Default-deny ingress and egress, then allow only DNS and the ingress/gateway path. This stops a compromised environment from reaching other tenants, in-cluster services, or the cloud metadata endpoint.

apiVersion: networking.k8s.io/v1
kind: NetworkPolicy
metadata:
name: default-deny
spec:
podSelector: {}
policyTypes: [Ingress, Egress]
---
apiVersion: networking.k8s.io/v1
kind: NetworkPolicy
metadata:
name: allow-dns-and-ingress
spec:
podSelector: {}
policyTypes: [Ingress, Egress]
ingress:
- from:
- namespaceSelector:
matchLabels:
kubernetes.io/metadata.name: traefik-system # your ingress/gateway ns
egress:
- to:
- namespaceSelector: {}
podSelector:
matchLabels:
k8s-app: kube-dns
ports:
- { protocol: UDP, port: 53 }
- { protocol: TCP, port: 53 }
  • No hostPath — blocked by Pod Security Admission restricted (below); it’s the most common path from a volume to the node filesystem.
  • Ephemeral-storage limits (in the LimitRange above) stop a disk-fill DoS on the node.
  • Scoped StorageClass with reclaimPolicy: Delete so an environment’s PVs are cleaned up at teardown and never re-bound by another tenant; enable encryption-at-rest at the storage backend.
  • Under Kata, volumes are surfaced inside the guest VM — never share a ReadWriteMany volume across environments, or you reintroduce a cross-tenant channel.

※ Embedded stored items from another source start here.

use serde::{Deserialize, Serialize};
use std::path::PathBuf;

use crate::planner::Classifier;

/// Source of a configuration value
#[derive(Debug, Clone, PartialEq, Serialize)]
#[serde(rename_all = "lowercase")]
pub enum ConfigSource {
    Default,
    File,
    Environment,
}

impl std::fmt::Display for ConfigSource {
    fn fmt(&self, f: &mut std::fmt::Formatter<'_>) -> std::fmt::Result {
        match self {
            ConfigSource::Default => write!(f, "default"),
            ConfigSource::File => write!(f, "file"),
            ConfigSource::Environment => write!(f, "environment"),
        }
    }
}

/// A configuration value with its source
#[derive(Debug, Clone, Serialize)]
pub struct ConfigValue<T> {
    pub value: T,
    pub source: ConfigSource,
}

impl<T> ConfigValue<T> {
    pub fn new(value: T, source: ConfigSource) -> Self {
        Self { value, source }
    }
}

pub const DEFAULT_EMPTY_MEAL: &str = "<empty>";
pub const DEFAULT_VARIABLE_MEAL: &str = "<variable>";

/// Application configuration with source tracking
#[derive(Debug, Clone, Serialize)]
pub struct Config {
    /// Path to the SQLite database
    pub database_path: ConfigValue<PathBuf>,
    /// Placeholder for a slot with nothing planned
    pub empty_meal: ConfigValue<String>,
    /// Placeholder for a slot still to be decided
    pub variable_meal: ConfigValue<String>,
    /// Whether a shift may overwrite "to be decided" slots
    pub variable_overridable: ConfigValue<bool>,
    /// Config file path used (if any)
    #[serde(skip_serializing_if = "Option::is_none")]
    pub config_file: Option<PathBuf>,
}

/// Internal struct for deserializing config file
#[derive(Debug, Deserialize, Default)]
#[serde(default)]
struct ConfigFile {
    database_path: Option<PathBuf>,
    empty_meal: Option<String>,
    variable_meal: Option<String>,
    variable_overridable: Option<bool>,
}

impl Config {
    /// Load configuration with priority: env vars > config file > defaults
    pub fn load(config_path: Option<PathBuf>) -> Result<Self, ConfigError> {
        let default_db_path = Self::default_data_dir().join("menu.db");

        // Start with defaults
        let mut database_path = ConfigValue::new(default_db_path, ConfigSource::Default);
        let mut empty_meal = ConfigValue::new(DEFAULT_EMPTY_MEAL.to_string(), ConfigSource::Default);
        let mut variable_meal =
            ConfigValue::new(DEFAULT_VARIABLE_MEAL.to_string(), ConfigSource::Default);
        let mut variable_overridable = ConfigValue::new(true, ConfigSource::Default);
        let mut config_file = None;

        // Try to load from config file
        let path = config_path.unwrap_or_else(Self::default_config_path);
        if path.exists() {
            let contents = std::fs::read_to_string(&path)
                .map_err(|e| ConfigError::ReadError(path.clone(), e))?;
            let file_config: ConfigFile = serde_yaml::from_str(&contents)
                .map_err(|e| ConfigError::ParseError(path.clone(), e))?;

            config_file = Some(path.clone());

            if let Some(db_path) = file_config.database_path {
                // Resolve relative paths against config file's directory
                let resolved_path = if db_path.is_relative() {
                    path.parent().map(|p| p.join(&db_path)).unwrap_or(db_path)
                } else {
                    db_path
                };
                database_path = ConfigValue::new(resolved_path, ConfigSource::File);
            }
            if let Some(empty) = file_config.empty_meal {
                empty_meal = ConfigValue::new(empty, ConfigSource::File);
            }
            if let Some(variable) = file_config.variable_meal {
                variable_meal = ConfigValue::new(variable, ConfigSource::File);
            }
            if let Some(overridable) = file_config.variable_overridable {
                variable_overridable = ConfigValue::new(overridable, ConfigSource::File);
            }
        }

        // Apply environment variable overrides
        if let Ok(db_path) = std::env::var("MENU_DATABASE_PATH") {
            database_path = ConfigValue::new(PathBuf::from(db_path), ConfigSource::Environment);
        }
        if let Ok(empty) = std::env::var("MENU_EMPTY_MEAL") {
            empty_meal = ConfigValue::new(empty, ConfigSource::Environment);
        }
        if let Ok(variable) = std::env::var("MENU_VARIABLE_MEAL") {
            variable_meal = ConfigValue::new(variable, ConfigSource::Environment);
        }
        if let Ok(raw) = std::env::var("MENU_VARIABLE_OVERRIDABLE") {
            let overridable = parse_bool(&raw).ok_or_else(|| {
                ConfigError::InvalidValue("MENU_VARIABLE_OVERRIDABLE".to_string(), raw.clone())
            })?;
            variable_overridable = ConfigValue::new(overridable, ConfigSource::Environment);
        }

        if empty_meal.value.trim().is_empty() {
            return Err(ConfigError::InvalidValue(
                "empty_meal".to_string(),
                empty_meal.value,
            ));
        }
        if variable_meal.value.trim().is_empty() {
            return Err(ConfigError::InvalidValue(
                "variable_meal".to_string(),
                variable_meal.value,
            ));
        }

        Ok(Self {
            database_path,
            empty_meal,
            variable_meal,
            variable_overridable,
            config_file,
        })
    }

    /// Classifier built from the configured placeholders.
    pub fn classifier(&self) -> Classifier {
        Classifier::new(&self.empty_meal.value, &self.variable_meal.value)
            .with_variable_overridable(self.variable_overridable.value)
    }

    /// Default config directory (platform-specific):
    /// - Linux: ~/.config/todumenu/
    /// - macOS: ~/Library/Application Support/todumenu/
    /// - Windows: %APPDATA%/todumenu/
    pub fn default_config_dir() -> PathBuf {
        dirs::config_dir()
            .unwrap_or_else(|| PathBuf::from("."))
            .join("todumenu")
    }

    /// Default data directory (platform-specific):
    /// - Linux: ~/.local/share/todumenu/
    /// - macOS: ~/Library/Application Support/todumenu/
    /// - Windows: %APPDATA%/todumenu/
    pub fn default_data_dir() -> PathBuf {
        dirs::data_dir()
            .unwrap_or_else(|| PathBuf::from("."))
            .join("todumenu")
    }

    /// Default config file path (platform-specific config dir + config.yaml)
    pub fn default_config_path() -> PathBuf {
        Self::default_config_dir().join("config.yaml")
    }
}

fn parse_bool(raw: &str) -> Option<bool> {
    match raw.trim().to_lowercase().as_str() {
        "1" | "true" | "yes" | "on" => Some(true),
        "0" | "false" | "no" | "off" => Some(false),
        _ => None,
    }
}

#[derive(Debug)]
pub enum ConfigError {
    ReadError(PathBuf, std::io::Error),
    ParseError(PathBuf, serde_yaml::Error),
    InvalidValue(String, String),
}

impl std::fmt::Display for ConfigError {
    fn fmt(&self, f: &mut std::fmt::Formatter<'_>) -> std::fmt::Result {
        match self {
            ConfigError::ReadError(path, e) => {
                write!(f, "Failed to read config file '{}': {}", path.display(), e)
            }
            ConfigError::ParseError(path, e) => {
                write!(f, "Failed to parse config file '{}': {}", path.display(), e)
            }
            ConfigError::InvalidValue(key, value) => {
                write!(f, "Invalid value for {}: '{}'", key, value)
            }
        }
    }
}

impl std::error::Error for ConfigError {}
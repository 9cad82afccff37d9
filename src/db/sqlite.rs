use async_trait::async_trait;
use chrono::{Datelike, NaiveDate};
use sqlx::{Executor, Sqlite, SqliteConnection, SqlitePool, Transaction};

use super::store::{CalendarStore, CalendarWrite, StoreError};
use crate::models::Meal;

/// Takes the database write lock up front, so a session's reads and its
/// final writes see the same calendar.
const BEGIN_IMMEDIATE: &str = "BEGIN IMMEDIATE";

/// Dates are stored as day numbers (0001-01-01 is day 1) so that SQL ordering matches
/// calendar ordering for every year chrono supports.
fn day_number(date: NaiveDate) -> i32 {
    date.num_days_from_ce()
}

pub struct SqliteCalendar {
    pool: SqlitePool,
}

#[derive(sqlx::FromRow)]
struct MealRow {
    date: i32,
    lunch1: String,
    lunch1_frozen: bool,
    lunch2: Option<String>,
    lunch2_frozen: bool,
    dinner: String,
    dinner_frozen: bool,
}

impl TryFrom<MealRow> for Meal {
    type Error = StoreError;

    fn try_from(row: MealRow) -> Result<Self, Self::Error> {
        let date = NaiveDate::from_num_days_from_ce_opt(row.date)
            .ok_or_else(|| StoreError::Internal(format!("Invalid day number {}", row.date)))?;

        Ok(Meal {
            date,
            lunch1: row.lunch1,
            lunch1_frozen: row.lunch1_frozen,
            lunch2: row.lunch2,
            lunch2_frozen: row.lunch2_frozen,
            dinner: row.dinner,
            dinner_frozen: row.dinner_frozen,
        })
    }
}

fn hydrate(rows: Vec<MealRow>) -> Result<Vec<Meal>, StoreError> {
    rows.into_iter().map(Meal::try_from).collect()
}

async fn fetch_meal<'e, E>(executor: E, date: NaiveDate) -> Result<Option<Meal>, StoreError>
where
    E: Executor<'e, Database = Sqlite>,
{
    let row: Option<MealRow> = sqlx::query_as("SELECT * FROM meals WHERE date = ?")
        .bind(day_number(date))
        .fetch_optional(executor)
        .await?;

    row.map(Meal::try_from).transpose()
}

async fn upsert(conn: &mut SqliteConnection, meal: &Meal) -> Result<(), sqlx::Error> {
    sqlx::query(
        r#"
        INSERT INTO meals (date, lunch1, lunch1_frozen, lunch2, lunch2_frozen, dinner, dinner_frozen)
        VALUES (?, ?, ?, ?, ?, ?, ?)
        ON CONFLICT(date) DO UPDATE SET
            lunch1 = excluded.lunch1,
            lunch1_frozen = excluded.lunch1_frozen,
            lunch2 = excluded.lunch2,
            lunch2_frozen = excluded.lunch2_frozen,
            dinner = excluded.dinner,
            dinner_frozen = excluded.dinner_frozen
        "#,
    )
    .bind(day_number(meal.date))
    .bind(&meal.lunch1)
    .bind(meal.lunch1_frozen)
    .bind(&meal.lunch2)
    .bind(meal.lunch2_frozen)
    .bind(&meal.dinner)
    .bind(meal.dinner_frozen)
    .execute(conn)
    .await?;
    Ok(())
}

impl SqliteCalendar {
    pub fn new(pool: SqlitePool) -> Self {
        Self { pool }
    }
}

#[async_trait]
impl CalendarStore for SqliteCalendar {
    async fn get(&self, date: NaiveDate) -> Result<Option<Meal>, StoreError> {
        fetch_meal(&self.pool, date).await
    }

    async fn list(&self, skip: u32, limit: u32) -> Result<Vec<Meal>, StoreError> {
        let rows: Vec<MealRow> =
            sqlx::query_as("SELECT * FROM meals ORDER BY date LIMIT ? OFFSET ?")
                .bind(limit as i64)
                .bind(skip as i64)
                .fetch_all(&self.pool)
                .await?;

        hydrate(rows)
    }

    async fn list_range(&self, from: NaiveDate, to: NaiveDate) -> Result<Vec<Meal>, StoreError> {
        let rows: Vec<MealRow> =
            sqlx::query_as("SELECT * FROM meals WHERE date >= ? AND date <= ? ORDER BY date")
                .bind(day_number(from))
                .bind(day_number(to))
                .fetch_all(&self.pool)
                .await?;

        hydrate(rows)
    }

    async fn insert_batch(&self, meals: &[Meal]) -> Result<(), StoreError> {
        let mut tx = self.pool.begin_with(BEGIN_IMMEDIATE).await?;

        for meal in meals {
            let result = sqlx::query(
                r#"
                INSERT INTO meals (date, lunch1, lunch1_frozen, lunch2, lunch2_frozen, dinner, dinner_frozen)
                VALUES (?, ?, ?, ?, ?, ?, ?)
                "#,
            )
            .bind(day_number(meal.date))
            .bind(&meal.lunch1)
            .bind(meal.lunch1_frozen)
            .bind(&meal.lunch2)
            .bind(meal.lunch2_frozen)
            .bind(&meal.dinner)
            .bind(meal.dinner_frozen)
            .execute(&mut *tx)
            .await;

            match result {
                Ok(_) => {}
                // Dropping the transaction rolls back earlier inserts
                Err(sqlx::Error::Database(e)) if e.is_unique_violation() => {
                    return Err(StoreError::Conflict(meal.date));
                }
                Err(e) => return Err(e.into()),
            }
        }

        tx.commit().await?;
        Ok(())
    }

    async fn delete(&self, date: NaiveDate) -> Result<bool, StoreError> {
        let result = sqlx::query("DELETE FROM meals WHERE date = ?")
            .bind(day_number(date))
            .execute(&self.pool)
            .await?;
        Ok(result.rows_affected() > 0)
    }

    async fn delete_range(&self, from: NaiveDate, to: NaiveDate) -> Result<u64, StoreError> {
        let result = sqlx::query("DELETE FROM meals WHERE date >= ? AND date <= ?")
            .bind(day_number(from))
            .bind(day_number(to))
            .execute(&self.pool)
            .await?;
        Ok(result.rows_affected())
    }

    async fn begin_write(&self) -> Result<Box<dyn CalendarWrite + '_>, StoreError> {
        let tx = self.pool.begin_with(BEGIN_IMMEDIATE).await?;
        Ok(Box::new(SqliteWrite { tx }))
    }
}

/// A write session on one pooled connection inside an immediate transaction.
struct SqliteWrite {
    tx: Transaction<'static, Sqlite>,
}

#[async_trait]
impl CalendarWrite for SqliteWrite {
    async fn get(&mut self, date: NaiveDate) -> Result<Option<Meal>, StoreError> {
        fetch_meal(&mut *self.tx, date).await
    }

    async fn save_batch(&mut self, meals: &[Meal]) -> Result<(), StoreError> {
        for meal in meals {
            upsert(&mut *self.tx, meal).await?;
        }
        Ok(())
    }

    async fn commit(self: Box<Self>) -> Result<(), StoreError> {
        self.tx.commit().await?;
        Ok(())
    }
}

Enforce Pod Security Admission restricted on managed namespaces — it blocks privileged containers, host namespaces (hostNetwork/hostPID/hostIPC), hostPath, and running as root:

# labels to add on each managed namespace
pod-security.kubernetes.io/enforce: restricted
pod-security.kubernetes.io/enforce-version: latest

Use Kyverno for what PSA can’t express — requiring the Kata runtimeClassName (above), mandating resource limits, or pinning image registries.

ResourceQuota, LimitRange, and NetworkPolicy are namespaced, and Dploy creates namespaces on the fly. Generate them into every managed namespace with a Kyverno generate policy keyed on the dploy.dev/managed=true label — the same label the TLS and ExternalDNS flows rely on:

apiVersion: kyverno.io/v1
kind: ClusterPolicy
metadata:
name: dploy-namespace-hardening
spec:
rules:
# 1. label the namespace for restricted Pod Security
- name: enforce-restricted-psa
match:
any:
- resources:
kinds: [Namespace]
selector:
matchLabels:
dploy.dev/managed: "true"
mutate:
patchStrategicMerge:
metadata:
labels:
pod-security.kubernetes.io/enforce: restricted
# 2. drop a default-deny NetworkPolicy into it
- name: default-deny-netpol
match:
any:
- resources:
kinds: [Namespace]
selector:
matchLabels:
dploy.dev/managed: "true"
generate:
apiVersion: networking.k8s.io/v1
kind: NetworkPolicy
name: default-deny
namespace: "{{request.object.metadata.name}}"
synchronize: true
data:
spec:
podSelector: {}
policyTypes: [Ingress, Egress]

Repeat the generate rule for the ResourceQuota/LimitRange and the allow-list NetworkPolicy.